** Opening Records for the task block **

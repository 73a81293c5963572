use std::ops::Index;

use crate::error::{ensure_len, Result};
use crate::fv_core::condition::BoundaryCondition;
use crate::fv_core::geometry::{Point, Shape, Surface, Vector, VtkType};

pub struct Cell {
    pub index: usize,
    pub nodes: Vec<usize>,
    pub faces: Vec<usize>,
    pub shape: Shape,
}

impl Cell {
    pub fn vtk_type(&self) -> VtkType {
        self.shape.vtk_type()
    }

    pub fn volume(&self) -> f64 {
        self.shape.volume()
    }

    pub fn centroid(&self) -> Point {
        self.shape.centroid()
    }
}

/// What sits on the right-hand side of a face.
#[derive(Debug, Clone, Copy, PartialEq, Eq)]
pub enum FaceNeighbor {
    Cell(usize),
    /// Boundary face: `slot` indexes the ghost state owned by this face,
    /// `boundary` the boundary condition that writes it.
    Ghost { boundary: usize, slot: usize },
}

pub struct Face {
    pub index: usize,
    pub nodes: Vec<usize>,
    pub surface: Surface,
    pub left: usize,
    pub right: FaceNeighbor,
    /// Translation taking the right cell's geometry into the frame of the
    /// left cell. Nonzero only across periodic seams.
    pub right_offset: Vector,
}

impl Face {
    pub fn is_boundary(&self) -> bool {
        matches!(self.right, FaceNeighbor::Ghost { .. })
    }

    pub fn unit_normal(&self) -> &Vector {
        &self.surface.unit_normal
    }

    pub fn area(&self) -> f64 {
        self.surface.area
    }

    pub fn centroid(&self) -> &Point {
        &self.surface.centroid
    }

    /// Centroid of the right-hand side as seen from the left cell: the
    /// neighbor centroid, or the mirror image of the left centroid for a
    /// ghost.
    pub fn right_centroid(&self, grid: &Grid) -> Point {
        match self.right {
            FaceNeighbor::Cell(r) => grid[r].centroid() + self.right_offset,
            FaceNeighbor::Ghost { .. } => self.mirror(&grid[self.left].centroid()),
        }
    }

    /// Mirror image of `point` through the face plane.
    pub fn mirror(&self, point: &Point) -> Point {
        let n = self.surface.unit_normal;
        let d = (self.surface.centroid.coords - point.coords).dot(&n);
        Point::from(point.coords + n * (2.0 * d))
    }
}

/// Immutable nodes, cells and faces of a mesh.
pub struct Grid {
    pub dimension: usize,
    pub nodes: Vec<Point>,
    pub cells: Vec<Cell>,
    pub faces: Vec<Face>,
}

impl Grid {
    pub fn num_cells(&self) -> usize {
        self.cells.len()
    }

    pub fn num_ghosts(&self) -> usize {
        self.faces.iter().filter(|f| f.is_boundary()).count()
    }

    pub fn cells(&self) -> &[Cell] {
        &self.cells
    }

    pub fn faces(&self) -> &[Face] {
        &self.faces
    }

    pub fn node(&self, i: usize) -> &Point {
        &self.nodes[i]
    }
}

impl Index<usize> for Grid {
    type Output = Cell;

    fn index(&self, index: usize) -> &Self::Output {
        &self.cells[index]
    }
}

/// Dense per-cell arrays, indexed by cell index (and by ghost slot for the
/// boundary ghost states).
pub struct CellFields {
    num_vars: usize,
    u: Vec<f64>,
    residual: Vec<f64>,
    dt: Vec<f64>,
    gradient: Vec<Vector>,
    coeffs: Vec<Vector>,
    ghost_u: Vec<f64>,
}

impl CellFields {
    pub fn new(num_cells: usize, num_ghosts: usize, num_vars: usize) -> Self {
        CellFields {
            num_vars,
            u: vec![0.0; num_cells * num_vars],
            residual: vec![0.0; num_cells * num_vars],
            dt: vec![0.0; num_cells],
            gradient: vec![Vector::zeros(); num_cells * num_vars],
            coeffs: vec![Vector::zeros(); num_cells * num_vars],
            ghost_u: vec![0.0; num_ghosts * num_vars],
        }
    }

    pub fn num_vars(&self) -> usize {
        self.num_vars
    }

    pub fn num_cells(&self) -> usize {
        self.dt.len()
    }

    fn range(&self, i: usize) -> std::ops::Range<usize> {
        i * self.num_vars..(i + 1) * self.num_vars
    }

    pub fn u(&self, cell: usize) -> &[f64] {
        &self.u[self.range(cell)]
    }

    pub fn u_mut(&mut self, cell: usize) -> &mut [f64] {
        let r = self.range(cell);
        &mut self.u[r]
    }

    pub fn set_u(&mut self, cell: usize, values: &[f64]) -> Result<()> {
        ensure_len("cell state", self.num_vars, values.len())?;
        self.u_mut(cell).copy_from_slice(values);
        Ok(())
    }

    /// Whole state field, cell-major.
    pub fn u_all(&self) -> &[f64] {
        &self.u
    }

    pub fn u_all_mut(&mut self) -> &mut [f64] {
        &mut self.u
    }

    pub fn residual(&self, cell: usize) -> &[f64] {
        &self.residual[self.range(cell)]
    }

    pub fn residual_mut(&mut self, cell: usize) -> &mut [f64] {
        let r = self.range(cell);
        &mut self.residual[r]
    }

    pub fn residual_all(&self) -> &[f64] {
        &self.residual
    }

    pub fn residual_all_mut(&mut self) -> &mut [f64] {
        &mut self.residual
    }

    pub fn zero_residuals(&mut self) {
        self.residual.iter_mut().for_each(|r| *r = 0.0);
    }

    pub fn dt(&self, cell: usize) -> f64 {
        self.dt[cell]
    }

    pub fn set_dt(&mut self, cell: usize, dt: f64) {
        self.dt[cell] = dt;
    }

    pub fn gradient(&self, cell: usize) -> &[Vector] {
        &self.gradient[self.range(cell)]
    }

    pub fn gradient_mut(&mut self, cell: usize) -> &mut [Vector] {
        let r = self.range(cell);
        &mut self.gradient[r]
    }

    pub fn coeffs(&self, cell: usize) -> &[Vector] {
        &self.coeffs[self.range(cell)]
    }

    pub fn coeffs_mut(&mut self, cell: usize) -> &mut [Vector] {
        let r = self.range(cell);
        &mut self.coeffs[r]
    }

    pub fn ghost(&self, slot: usize) -> &[f64] {
        &self.ghost_u[self.range(slot)]
    }

    /// Interior state of `cell` together with the writable ghost state in
    /// `slot`.
    pub fn interior_and_ghost_mut(&mut self, cell: usize, slot: usize) -> (&[f64], &mut [f64]) {
        let (ri, rg) = (self.range(cell), self.range(slot));
        (&self.u[ri], &mut self.ghost_u[rg])
    }
}

/// A named group of boundary faces sharing one boundary condition.
pub struct Boundary {
    pub name: String,
    pub condition: Box<dyn BoundaryCondition>,
    pub faces: Vec<usize>,
}

pub struct Mesh {
    pub grid: Grid,
    pub boundaries: Vec<Boundary>,
    pub fields: CellFields,
}

impl Mesh {
    pub fn new(grid: Grid, boundaries: Vec<Boundary>, num_vars: usize) -> Self {
        let fields = CellFields::new(grid.num_cells(), grid.num_ghosts(), num_vars);
        Mesh {
            grid,
            boundaries,
            fields,
        }
    }

    pub fn num_cells(&self) -> usize {
        self.grid.num_cells()
    }

    pub fn num_vars(&self) -> usize {
        self.fields.num_vars()
    }

    pub fn dimension(&self) -> usize {
        self.grid.dimension
    }

    pub fn boundary(&self, name: &str) -> Option<&Boundary> {
        self.boundaries.iter().find(|b| b.name == name)
    }

    /// Lets every boundary condition write the ghost states of its faces.
    pub fn set_ghost_cell_values(&mut self, time: f64) {
        let Mesh {
            grid,
            boundaries,
            fields,
        } = self;
        for face in grid.faces.iter() {
            if let FaceNeighbor::Ghost { boundary, slot } = face.right {
                let (inside, ghost) = fields.interior_and_ghost_mut(face.left, slot);
                boundaries[boundary]
                    .condition
                    .set_ghost_cell_values(face, inside, ghost, time);
            }
        }
    }

    /// State on the right-hand side of a face: neighbor cell average or the
    /// ghost state.
    pub fn right_state(&self, face: &Face) -> &[f64] {
        match face.right {
            FaceNeighbor::Cell(c) => self.fields.u(c),
            FaceNeighbor::Ghost { slot, .. } => self.fields.ghost(slot),
        }
    }

    /// Sum of `U * volume` over all cells, per variable.
    pub fn integral(&self) -> Vec<f64> {
        let mut total = vec![0.0; self.num_vars()];
        for cell in self.grid.cells() {
            for (t, u) in total.iter_mut().zip(self.fields.u(cell.index)) {
                *t += u * cell.volume();
            }
        }
        total
    }
}
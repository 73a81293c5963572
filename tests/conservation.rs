use std::rc::Rc;

use approx::assert_relative_eq;

use pp_fvm::fv_core::condition::{initialize_mesh, FunctionInitializer};
use pp_fvm::fv_core::geometry::{Point, Vector};
use pp_fvm::fv_core::gradient::LeastSquareCellGradient;
use pp_fvm::fv_core::mesh::Mesh;
use pp_fvm::fv_core::mesh_builder::Structured2D;
use pp_fvm::fv_core::neighbors::{CellNeighborCalculator, NodeBasedCellNeighbors};
use pp_fvm::fv_core::reconstruction::VkLimiterReconstructor;
use pp_fvm::fv_core::residual::{ConvectionResidual, ResidualCalculator};
use pp_fvm::fv_core::riemann::{HllcRiemannSolver, RiemannSolver, RusanovRiemannSolver};
use pp_fvm::fv_core::space_disc::SpaceDiscretization;
use pp_fvm::physics::{EulerEquations, GoverningEquations};
use pp_fvm::time_integrator::fvm_ssp_rk::{SspRk3TimeIntegrator, TimeIntegrator};
use pp_fvm::time_integrator::time_step::GlobalTimeStep;

fn closed_distorted_mesh() -> Mesh {
    let mut structured = Structured2D::cartesian((0.0, 0.0), (2.0, 1.0), (16, 8));
    let (ni, nj) = (structured.nodes.len(), structured.nodes[0].len());
    for i in 1..ni - 1 {
        for j in 1..nj - 1 {
            let p = &mut structured.nodes[i][j];
            p.x += 0.01 * ((5 * i + 3 * j) % 4) as f64 - 0.015;
            p.y += 0.01 * ((i + j) % 3) as f64 - 0.01;
        }
    }
    structured.periodic(true, true).build(5, vec![]).unwrap()
}

fn run(riemann: Box<dyn RiemannSolver>, eqn: Rc<EulerEquations>) {
    let shared: Rc<dyn GoverningEquations> = eqn.clone();
    let mut mesh = closed_distorted_mesh();

    let pulse = {
        let eqn = eqn.clone();
        move |p: &Point| {
            let r2 = (p.x - 1.0).powi(2) + (p.y - 0.5).powi(2);
            let rho = 1.0 + 0.3 * (-r2 / 0.02).exp();
            let pressure = 1.0 + 0.1 * (-r2 / 0.05).exp();
            eqn.conservative(rho, &Vector::new(0.3, 0.1, 0.0), pressure).to_vec()
        }
    };
    initialize_mesh(&mut mesh, &FunctionInitializer { f: pulse }, 0.0).unwrap();
    let before = mesh.integral();
    let initial = mesh.fields.u_all().to_vec();

    let stencil = NodeBasedCellNeighbors.calculate(&mesh.grid);
    let residuals: Vec<Box<dyn ResidualCalculator>> = vec![Box::new(ConvectionResidual::new(
        Box::new(VkLimiterReconstructor::new(shared.clone(), stencil.clone())),
        riemann,
    ))];
    let mut integrator = SspRk3TimeIntegrator::new(
        SpaceDiscretization::new(
            Box::new(LeastSquareCellGradient::new(&mesh.grid, &stencil).unwrap()),
            residuals,
        ),
        Box::new(GlobalTimeStep::new(shared)),
    );
    integrator.set_courant_number(0.8);

    for _ in 0..25 {
        integrator.update_cell_averages(&mut mesh, 0.0).unwrap();
    }

    let after = mesh.integral();
    for (a, b) in after.iter().zip(&before) {
        assert_relative_eq!(*a, *b, epsilon = 1e-11, max_relative = 1e-12);
    }
    for i in 0..mesh.num_cells() {
        let u = mesh.fields.u(i);
        assert!(u[0] > 0.8 && u[0] < 1.4, "density {}", u[0]);
        assert!(eqn.pressure(u) > 0.0);
    }
    // the pulse has actually moved
    let change = mesh
        .fields
        .u_all()
        .iter()
        .zip(&initial)
        .map(|(a, b)| (a - b).abs())
        .fold(0.0, f64::max);
    assert!(change > 1e-3);
}

#[test]
fn hllc_conserves_mass_momentum_and_energy_on_a_closed_mesh() {
    let eqn = Rc::new(EulerEquations::new(1.4, 287.0));
    run(Box::new(HllcRiemannSolver::new(eqn.clone())), eqn);
}

#[test]
fn rusanov_conserves_mass_momentum_and_energy_on_a_closed_mesh() {
    let eqn = Rc::new(EulerEquations::new(1.4, 287.0));
    run(Box::new(RusanovRiemannSolver::new(eqn.clone())), eqn);
}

** Closing Records for the task block **

For this exercise, please output exactly the lines above starting at the line with "ghost state in" and ending at the line with "pub fn boundary(&self, name: &str)", ends included.

> Response below
    /// Interior state of `cell` together with the writable ghost state in
    /// `slot`.
    pub fn interior_and_ghost_mut(&mut self, cell: usize, slot: usize) -> (&[f64], &mut [f64]) {
        let (ri, rg) = (self.range(cell), self.range(slot));
        (&self.u[ri], &mut self.ghost_u[rg])
    }
}

/// A named group of boundary faces sharing one boundary condition.
pub struct Boundary {
    pub name: String,
    pub condition: Box<dyn BoundaryCondition>,
    pub faces: Vec<usize>,
}

pub struct Mesh {
    pub grid: Grid,
    pub boundaries: Vec<Boundary>,
    pub fields: CellFields,
}

impl Mesh {
    pub fn new(grid: Grid, boundaries: Vec<Boundary>, num_vars: usize) -> Self {
        let fields = CellFields::new(grid.num_cells(), grid.num_ghosts(), num_vars);
        Mesh {
            grid,
            boundaries,
            fields,
        }
    }

    pub fn num_cells(&self) -> usize {
        self.grid.num_cells()
    }

    pub fn num_vars(&self) -> usize {
        self.fields.num_vars()
    }

    pub fn dimension(&self) -> usize {
        self.grid.dimension
    }

    pub fn boundary(&self, name: &str) -> Option<&Boundary> {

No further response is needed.